What you should do:
Filter the records for "merged" and keep each line that has it.

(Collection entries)
//! Composition root: config → registry → per-store scoped adapter.
//!
//! A `Cortex` owns the immutable merged config and an adapter factory.
//! Production wires in the filesystem factory; tests inject one returning
//! in-memory adapters. The persisted store registry is the `stores` section
//! of the merged config, exposed through [`StoreRegistryStore`].

use crate::config::{
    Config, ConfigError, CortexSettings, StoreDefinition, CONFIG_FILE_NAME,
};
use crate::ops::category::ModeContext;
use crate::path::Slug;
use crate::storage::{
    filesystem_factory, AdapterError, AdapterFactory, StorageAdapter, StoreRegistry,
    StoreRegistryStore,
};
use std::collections::BTreeMap;
use std::path::{Path, PathBuf};
use std::sync::Arc;
use tracing::info;

// ---------------------------------------------------------------------------
// Errors
// ---------------------------------------------------------------------------

#[derive(Debug, thiserror::Error)]
pub enum CortexError {
    #[error("store '{0}' is not configured")]
    StoreNotFound(String),
    #[error(transparent)]
    Config(#[from] ConfigError),
    #[error("failed to open store '{store}'")]
    Adapter {
        store: String,
        #[source]
        source: AdapterError,
    },
}

impl CortexError {
    pub fn code(&self) -> &'static str {
        match self {
            CortexError::StoreNotFound(_) => "STORE_NOT_FOUND",
            CortexError::Config(e) => e.code(),
            CortexError::Adapter { .. } => "STORAGE_ERROR",
        }
    }
}

// ---------------------------------------------------------------------------
// Root client
// ---------------------------------------------------------------------------

pub struct Cortex {
    config: Config,
    factory: AdapterFactory,
}

impl Cortex {
    /// Load the merged config from `config_dir` and wire in the filesystem
    /// adapter factory.
    pub fn from_config(config_dir: &Path) -> Result<Cortex, ConfigError> {
        let config = Config::load(config_dir)?;
        Ok(Cortex { config, factory: filesystem_factory() })
    }

    /// Programmatic construction with an injected adapter factory.
    pub fn new(
        settings: CortexSettings,
        stores: BTreeMap<Slug, StoreDefinition>,
        factory: AdapterFactory,
    ) -> Cortex {
        Cortex { config: Config { settings, stores }, factory }
    }

    pub fn settings(&self) -> &CortexSettings {
        &self.config.settings
    }

    pub fn stores(&self) -> &BTreeMap<Slug, StoreDefinition> {
        &self.config.stores
    }

    /// Resolve a store name (`None` = the configured default store) to its
    /// definition.
    pub fn definition(&self, name: Option<&str>) -> Result<(&Slug, &StoreDefinition), CortexError> {
        let name = name.unwrap_or_else(|| self.config.settings.default_store.as_str());
        self.config
            .stores
            .iter()
            .find(|(slug, _)| slug.as_str() == name)
            .ok_or_else(|| CortexError::StoreNotFound(name.to_string()))
    }

    /// Produce a scoped adapter for a named store.
    pub fn store(&self, name: Option<&str>) -> Result<Arc<dyn StorageAdapter>, CortexError> {
        let (slug, definition) = self.definition(name)?;
        (self.factory)(definition)
            .map_err(|source| CortexError::Adapter { store: slug.to_string(), source })
    }

    /// Category-mode policy for a named store.
    pub fn mode_context(&self, name: Option<&str>) -> Result<ModeContext, CortexError> {
        let (_, definition) = self.definition(name)?;
        Ok(ModeContext {
            mode: definition.category_mode,
            hierarchy: definition.categories.clone(),
        })
    }

    /// Write the default config to `config_dir` if absent. Idempotent:
    /// an existing config is left untouched and returned as-is.
    pub fn initialize(
        config_dir: &Path,
        default_store_path: &Path,
    ) -> Result<Config, ConfigError> {
        match Config::load(config_dir) {
            Ok(config) => return Ok(config),
            Err(ConfigError::NotFound { .. }) => {}
            Err(e) => return Err(e),
        }

        let mut config = Config::default();
        config.stores.insert(
            config.settings.default_store.clone(),
            StoreDefinition::filesystem(default_store_path.to_path_buf()),
        );
        write_config(config_dir, &config)?;
        info!(dir = %config_dir.display(), "Wrote default config");
        Ok(config)
    }
}

fn write_config(config_dir: &Path, config: &Config) -> Result<(), ConfigError> {
    std::fs::create_dir_all(config_dir).map_err(|source| ConfigError::Io {
        path: config_dir.to_path_buf(),
        source,
    })?;
    let path = config_dir.join(CONFIG_FILE_NAME);
    std::fs::write(&path, config.to_toml_string())
        .map_err(|source| ConfigError::Io { path, source })
}

// ---------------------------------------------------------------------------
// Stores facet (root adapter): the registry persisted in the merged config
// ---------------------------------------------------------------------------

pub struct ConfigRegistryStore {
    config_dir: PathBuf,
}

impl ConfigRegistryStore {
    pub fn new(config_dir: PathBuf) -> Self {
        ConfigRegistryStore { config_dir }
    }

    fn load_config(&self) -> Result<Config, AdapterError> {
        Config::load(&self.config_dir).map_err(|e| match e {
            ConfigError::NotFound { path } => {
                AdapterError::NotFound(format!("no config at {}", path.display()))
            }
            other => AdapterError::InvalidState(other.to_string()),
        })
    }

    fn store_config(&self, config: &Config) -> Result<(), AdapterError> {
        write_config(&self.config_dir, config)
            .map_err(|e| AdapterError::IoWrite { message: e.to_string(), source: None })
    }
}

impl StoreRegistryStore for ConfigRegistryStore {
    fn load_registry(&self) -> Result<StoreRegistry, AdapterError> {
        Ok(self.load_config()?.stores)
    }

    /// Replace the registry, preserving settings.
    fn save_registry(&self, registry: &StoreRegistry) -> Result<(), AdapterError> {
        let mut config = match self.load_config() {
            Ok(c) => c,
            Err(AdapterError::NotFound(_)) => Config::default(),
            Err(e) => return Err(e),
        };
        config.stores = registry.clone();
        self.store_config(&config)
    }

    /// Clear the registry, preserving settings.
    fn remove_registry(&self) -> Result<(), AdapterError> {
        let mut config = self.load_config()?;
        config.stores.clear();
        self.store_config(&config)
    }
}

Response area:
//! A `Cortex` owns the immutable merged config and an adapter factory.
//! of the merged config, exposed through [`StoreRegistryStore`].
    /// Load the merged config from `config_dir` and wire in the filesystem
// Stores facet (root adapter): the registry persisted in the merged config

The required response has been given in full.